The national and global economic challenges of COVID-19 have sometimes been masked by an infusion of “Covid Cash” from the federal government, giving Americans a rosier picture than warranted. But one cannot tempt the “invisible hand” forever. Between genuine concerns about contracting COVID-19, enhanced unemployment benefits, fights about government vaccine mandates, and school shutdowns, it’s no wonder we’re facing supply chain malfunctions and labor shortages.
The United States is currently experiencing a Covid-time high of supply delays, including a number of holiday essentials, like Christmas trees, imported alcohol, and tech toys. This means that late shoppers, a club of which I am a proud member, should get a jump start if we want to give our friends and family gifts before Presidents Day sales begin.
Is there a way out of this job and supply chain slump? Eventually, yes. But it will require a healthier labor market, meaning not only increased natural immunity and vaccination rates, but also a government less inclined to dole out perverse incentives that pay people more money to stay at home than to work.

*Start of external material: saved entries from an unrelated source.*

//! # Repository Module
//!
//! Repositories over the local SQLite store.
//!
//! ## Repository Pattern
//! ```text
//! ┌─────────────────────────────────────────────────────────────────────────┐
//! │                    Local Store Repositories                             │
//! │                                                                         │
//! │  Business code                         Dispatcher / syncctl             │
//! │       │                                     │                           │
//! │       │  db.mutations(schema).apply(..)     │  db.queue().next_batch()  │
//! │       ▼                                     ▼                           │
//! │  LocalMutationRepository ──enqueue_in──► SyncQueueRepository            │
//! │  ├── apply(target, kind, payload)        ├── enqueue / enqueue_in       │
//! │  │   one transaction:                    ├── next_batch(ranker, limit)  │
//! │  │   business row + queue row            ├── mark_* transitions         │
//! │       │                                  └── status / failed            │
//! │       ▼                                     │                           │
//! │  SQLite Database ◄──────────────────────────┘                           │
//! └─────────────────────────────────────────────────────────────────────────┘
//! ```
//!
//! ## Available Repositories
//!
//! - [`SyncQueueRepository`](queue::SyncQueueRepository) - Durable sync queue
//! - [`LocalMutationRepository`](local::LocalMutationRepository) - Business
//!   writes that enqueue atomically

pub mod local;
pub mod queue;
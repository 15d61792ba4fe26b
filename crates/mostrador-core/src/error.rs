//! # Error Types
//!
//! Domain error types for mostrador-core.
//!
//! ## Error Hierarchy
//! ```text
//! ┌─────────────────────────────────────────────────────────────────────────┐
//! │                         Error Types                                     │
//! │                                                                         │
//! │  mostrador-core errors (this file)                                     │
//! │  └── CoreError        - Schema / identifier / decoding problems        │
//! │                                                                         │
//! │  mostrador-db errors                                                   │
//! │  └── DbError          - Local store failures (FatalQueueFailure)       │
//! │                                                                         │
//! │  mostrador-sync errors                                                 │
//! │  └── SyncError        - Config, remote, dispatcher lifecycle           │
//! │                                                                         │
//! │  Flow: CoreError → DbError → SyncError → operator                      │
//! └─────────────────────────────────────────────────────────────────────────┘
//! ```
//!
//! Per-operation outcomes (skips, structural and transient failures) are not
//! errors; they are recorded on the operation itself.

use thiserror::Error;

/// Core domain errors.
#[derive(Debug, Error)]
pub enum CoreError {
    /// A table or column name is not a plain SQL identifier.
    ///
    /// ## When This Occurs
    /// - Schema declared with a name containing spaces or quotes
    /// - Target name coming from an untrusted caller
    #[error("Invalid identifier: '{0}'")]
    InvalidIdentifier(String),

    /// Target table is not declared in the schema descriptor.
    #[error("Unknown target table: {0}")]
    UnknownTarget(String),

    /// Table declared twice in the same descriptor.
    #[error("Table declared twice: {0}")]
    DuplicateTable(String),

    /// Column declared twice in the same table.
    #[error("Column {column} declared twice in {table}")]
    DuplicateColumn { table: String, column: String },

    /// A column references a table that ranks at or after its own table.
    ///
    /// ## When This Occurs
    /// - The declared ranking lists a child before its parent
    /// - The schema introduces a reference cycle
    #[error("{table} references {referenced}, but {referenced} does not rank before it")]
    RankingViolation { table: String, referenced: String },

    /// Unknown operation kind or status text read back from storage.
    #[error("Unknown {field} value: '{value}'")]
    UnknownVariant { field: &'static str, value: String },

    /// Stored payload could not be decoded.
    #[error("Payload decode failed: {0}")]
    PayloadDecode(String),

    /// A decimal field holds NaN or an infinity, which the stored JSON form
    /// cannot represent.
    #[error("Field {field} holds a non-finite decimal")]
    NonFiniteDecimal { field: String },
}

impl From<serde_json::Error> for CoreError {
    fn from(err: serde_json::Error) -> Self {
        CoreError::PayloadDecode(err.to_string())
    }
}

// =============================================================================
// Result Type Alias
// =============================================================================

/// Convenience type alias for Results with CoreError.
pub type CoreResult<T> = Result<T, CoreError>;

#[cfg(test)]
mod tests {
    use super::*;

    #[test]
    fn test_error_messages() {
        let err = CoreError::RankingViolation {
            table: "productos".to_string(),
            referenced: "categorias".to_string(),
        };
        assert_eq!(
            err.to_string(),
            "productos references categorias, but categorias does not rank before it"
        );

        let err = CoreError::UnknownVariant {
            field: "kind",
            value: "upsert".to_string(),
        };
        assert_eq!(err.to_string(), "Unknown kind value: 'upsert'");
    }

    #[test]
    fn test_json_error_converts() {
        let json_err = serde_json::from_str::<serde_json::Value>("{not json").unwrap_err();
        let err: CoreError = json_err.into();
        assert!(matches!(err, CoreError::PayloadDecode(_)));
    }
}
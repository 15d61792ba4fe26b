//! # Payload Values
//!
//! A mutation payload is a map of column name to a tagged scalar. Every
//! value carries its representation explicitly so coercion can match on it
//! exhaustively.
//!
//! ## Stored Form
//! ```text
//! {
//!   "nombre": { "type": "text",    "value": "Bebidas" },
//!   "activo": { "type": "int",     "value": 1 },
//!   "precio": { "type": "decimal", "value": 2.5 },
//!   "notas":  { "type": "null" }
//! }
//! ```
//!
//! The raw payload is what gets persisted in the queue. Cleaning happens at
//! drain time, so the stored form must round-trip losslessly.

use chrono::{DateTime, Utc};
use serde::{Deserialize, Serialize};
use std::collections::BTreeMap;
use std::fmt;

use crate::error::{CoreError, CoreResult};

/// Column name → value. Ordered so serialization and iteration are stable.
pub type Payload = BTreeMap<String, Value>;

// =============================================================================
// Value
// =============================================================================

/// A single scalar inside a payload.
#[derive(Debug, Clone, PartialEq, Serialize, Deserialize)]
#[serde(tag = "type", content = "value", rename_all = "snake_case")]
pub enum Value {
    Bool(bool),
    Int(i64),
    Decimal(f64),
    Text(String),
    Timestamp(DateTime<Utc>),
    Null,
}

impl Value {
    /// Returns true for `Value::Null`.
    pub fn is_null(&self) -> bool {
        matches!(self, Value::Null)
    }

    /// Short name of the representation, used in logs and drop reports.
    pub fn type_name(&self) -> &'static str {
        match self {
            Value::Bool(_) => "bool",
            Value::Int(_) => "int",
            Value::Decimal(_) => "decimal",
            Value::Text(_) => "text",
            Value::Timestamp(_) => "timestamp",
            Value::Null => "null",
        }
    }

    /// Returns the text if this is a `Text` value.
    pub fn as_text(&self) -> Option<&str> {
        match self {
            Value::Text(s) => Some(s),
            _ => None,
        }
    }

    /// Converts an untyped JSON value.
    ///
    /// Integers that fit in `i64` become `Int`, other numbers `Decimal`.
    /// Strings stay `Text`; the sanitizer decides later whether a string is
    /// really a timestamp or a number. Arrays and objects are kept as their
    /// JSON text so nothing is silently lost.
    pub fn from_json(value: &serde_json::Value) -> Value {
        match value {
            serde_json::Value::Null => Value::Null,
            serde_json::Value::Bool(b) => Value::Bool(*b),
            serde_json::Value::Number(n) => match n.as_i64() {
                Some(i) => Value::Int(i),
                None => n.as_f64().map(Value::Decimal).unwrap_or(Value::Null),
            },
            serde_json::Value::String(s) => Value::Text(s.clone()),
            other => Value::Text(other.to_string()),
        }
    }

    /// Converts back to untyped JSON (timestamps as RFC 3339 text).
    pub fn to_json(&self) -> serde_json::Value {
        match self {
            Value::Bool(b) => serde_json::Value::Bool(*b),
            Value::Int(i) => serde_json::Value::from(*i),
            Value::Decimal(d) => serde_json::Number::from_f64(*d)
                .map(serde_json::Value::Number)
                .unwrap_or(serde_json::Value::Null),
            Value::Text(s) => serde_json::Value::String(s.clone()),
            Value::Timestamp(ts) => serde_json::Value::String(ts.to_rfc3339()),
            Value::Null => serde_json::Value::Null,
        }
    }
}

impl fmt::Display for Value {
    fn fmt(&self, f: &mut fmt::Formatter<'_>) -> fmt::Result {
        match self {
            Value::Bool(b) => write!(f, "{}", b),
            Value::Int(i) => write!(f, "{}", i),
            Value::Decimal(d) => write!(f, "{}", d),
            Value::Text(s) => write!(f, "{:?}", s),
            Value::Timestamp(ts) => write!(f, "{}", ts.to_rfc3339()),
            Value::Null => write!(f, "null"),
        }
    }
}

// =============================================================================
// Conversions
// =============================================================================

impl From<bool> for Value {
    fn from(v: bool) -> Self {
        Value::Bool(v)
    }
}

impl From<i64> for Value {
    fn from(v: i64) -> Self {
        Value::Int(v)
    }
}

impl From<i32> for Value {
    fn from(v: i32) -> Self {
        Value::Int(i64::from(v))
    }
}

impl From<f64> for Value {
    fn from(v: f64) -> Self {
        Value::Decimal(v)
    }
}

impl From<&str> for Value {
    fn from(v: &str) -> Self {
        Value::Text(v.to_string())
    }
}

impl From<String> for Value {
    fn from(v: String) -> Self {
        Value::Text(v)
    }
}

impl From<DateTime<Utc>> for Value {
    fn from(v: DateTime<Utc>) -> Self {
        Value::Timestamp(v)
    }
}

impl<T: Into<Value>> From<Option<T>> for Value {
    fn from(v: Option<T>) -> Self {
        v.map(Into::into).unwrap_or(Value::Null)
    }
}

/// Builds a payload from a JSON object.
///
/// ## Returns
/// * `Ok(Payload)` - one entry per object key
/// * `Err(CoreError::PayloadDecode)` - the JSON is not an object
pub fn payload_from_json(value: &serde_json::Value) -> CoreResult<Payload> {
    let object = value
        .as_object()
        .ok_or_else(|| CoreError::PayloadDecode("payload must be a JSON object".into()))?;

    Ok(object
        .iter()
        .map(|(k, v)| (k.clone(), Value::from_json(v)))
        .collect())
}

/// Encodes a payload into its stored JSON text.
///
/// ## Returns
/// * `Ok(String)` - text that [`decode_payload`] reads back unchanged
/// * `Err(CoreError::NonFiniteDecimal)` - a decimal is NaN or infinite
pub fn encode_payload(payload: &Payload) -> CoreResult<String> {
    ensure_finite(payload)?;
    Ok(serde_json::to_string(payload)?)
}

/// Fails on the first decimal that is NaN or infinite.
pub fn ensure_finite(payload: &Payload) -> CoreResult<()> {
    let non_finite = payload
        .iter()
        .find(|(_, v)| matches!(v, Value::Decimal(d) if !d.is_finite()));

    match non_finite {
        Some((field, _)) => Err(CoreError::NonFiniteDecimal {
            field: field.clone(),
        }),
        None => Ok(()),
    }
}

/// Decodes a payload from its stored JSON text.
pub fn decode_payload(raw: &str) -> CoreResult<Payload> {
    Ok(serde_json::from_str(raw)?)
}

It will also require politicians with a higher tolerance for freedom, allowing individuals, families, and businesses to make their own risk assessments rather than threatening shutdowns and unending mask mandates.
If you’re reading this, chances are the past 18 months have contained both headache and heartache for you and yours. The upcoming holiday season is one that should remind us that what really matters isn’t waiting in some shipping container in the Port of Los Angeles. But even so, the supply backlog represents the livelihoods of tens of thousands of people across the globe who, like us, are looking for some semblance of comfort and joy in a year that has seen far too much chaos.